Japanese father and his mixed race young daughter enjoying a day at the beach, Chiba, Japan

How to Make Your Ultimate Family Bucket List

Forget resolutions, that leave you feeling deprived. Instead, vow to have more fun with family time.

Taking a splashy trip together. Introducing the kids to your favorite band. Losing to them at mini golf. We all have things we'd love to do with our children before they're grown. Let this be the year you check off a few of those adventures—and then dream up several more worth taking.

Take Them to the Place You Love (Which Pretty Much Everyone Else Loves Too)

Conz Preti, writer and journalist

family at walt disney world with mickey and minnie mouse
Preti (center, holding her son) and family, plus Mickey and Minnie, at Disney World, 2018. Courtesy of Conz Preti

I grew up hearing stories from my parents about our first trip to Disney World. I was only a year old when it happened, but they took copious photos to immortalize the occasion. There's one of the three of us, me in a stroller, in front of a Mickey- and Minnie-decorated Christmas tree. I've looked at it so much that it's burned into my brain.

I grew up in Argentina, and visiting the U.S. was a big deal, in terms of both money and logistics, but also just psychologically. Even though I was raised in big cities, arriving stateside always blew my child mind. That was multiplied exponentially at Disney. We visited many times. And as cliché as it might sound, my trips there with my parents are some of the happiest memories I have. When I visit as an adult, it's as if I'm transported back in time, once again a little girl in awe.

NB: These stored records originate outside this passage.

//! Transfer queue: batch coordinator plus a bounded worker pool.
//!
//! # Design
//! - The coordinator owns negotiation, deduplication and reporting; workers only run
//!   actions and send events back.
//! - Jobs travel over one bounded channel shared by the pool, so each job is received
//!   by exactly one worker.
//! - Every object reaches the observer exactly once, always from the coordinator.
//! - Fail-fast flips a watch flag. Workers check it before each attempt and wake from
//!   retry backoff when it flips, but never abort a request already in flight.
//! - A batch failure stops negotiation; objects not yet negotiated are reported as
//!   unnegotiated while in-flight work completes.

use std::collections::{HashMap, HashSet};
use std::mem;
use std::sync::Arc;
use std::time::Duration;

use chrono::Utc;
use largo_config::TransferSettings;
use largo_core::{
    ActionSet, Direction, NoopObserver, Pointer, ProgressObserver, Ref, Transfer, TransferAdapter,
    TransferError, TransferReport, TransferStatus, TransferSummary,
};
use tokio::sync::{Mutex, mpsc, watch};
use tokio::task::JoinSet;
use tracing::{debug, info, warn};

use crate::batch::{BatchClient, BatchItem};
use crate::error::StreamError;
use crate::retry::{RetryPolicy, backoff};
use crate::stream::PointerStream;
use crate::verify::Verifier;

/// Actions expiring within this window are sent back for renewal.
const EXPIRY_WINDOW_SECS: i64 = 5;
/// Renewals allowed per object before it fails as expired.
const MAX_RENEWALS: u32 = 3;
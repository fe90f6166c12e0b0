#![forbid(unsafe_code)]
#![deny(
    warnings,
    dead_code,
    unused,
    unused_imports,
    unused_must_use,
    unreachable_pub,
    clippy::all,
    clippy::pedantic,
    clippy::nursery,
    rustdoc::broken_intra_doc_links,
    rustdoc::bare_urls,
    missing_docs
)]

//! Shared test helpers used across integration suites.
//! Layout: fixtures.rs (temporary repositories, pointer files, seeded objects),
//! batch.rs (batch response bodies for mock remotes).

pub mod batch;
pub mod fixtures;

As a result, I'd always dreamed of taking my own kids to Disney, giving them a chance to make similar memories. And it would be a lot easier for me than it was for my parents. I now live in the United States and am married to an American man who not only swept me off my feet but also introduced me to every bit of American culture of which I'd been unaware: cornhole, Field of Dreams, the Pittsburgh Pirates. When our first child was born in 2017, I knew we'd make the trip as soon as we could.

There came a day when I just couldn't wait anymore. So, on a whim, on probably the busiest weekend ever, while my parents were visiting from abroad, I took the entire gang to Disney World. Everyone kept telling us that our son, who was 1 1/2 then, wouldn't remember any of it, and he wasn't going to be able to go on most rides. But they were missing the point. I wanted to see my parents with my baby in a place that meant so much to them, and to me. We had a blast, and looking at the photos fills me with the same joy I felt while gazing at the ones from my own childhood. In one, which I keep on my desk, the five of us pose with Mickey and Minnie. We all look so happy, each for different reasons: my son for meeting the characters, my parents and husband for seeing him so thrilled. And me for making this trip happen with everyone included. I had twin girls in March 2020, and once we get back to traveling, I know where we're going first. I've got my Minnie ears ready to go.

Sit Them Down for the Film Closest to Your Heart

Corey Evett, screenwriter

happy father holding son along beach
Evett and his mini Jedi at home in Southern California. Laura Birek

I never wanted to be one of those parents who foist their favorite things on their kids. Sure, I wanted to share the formative bits of culture that made me me, but if my kids weren't into them, I knew I could suffer in silence and quietly judge their terrible taste like the very mature adult that I am.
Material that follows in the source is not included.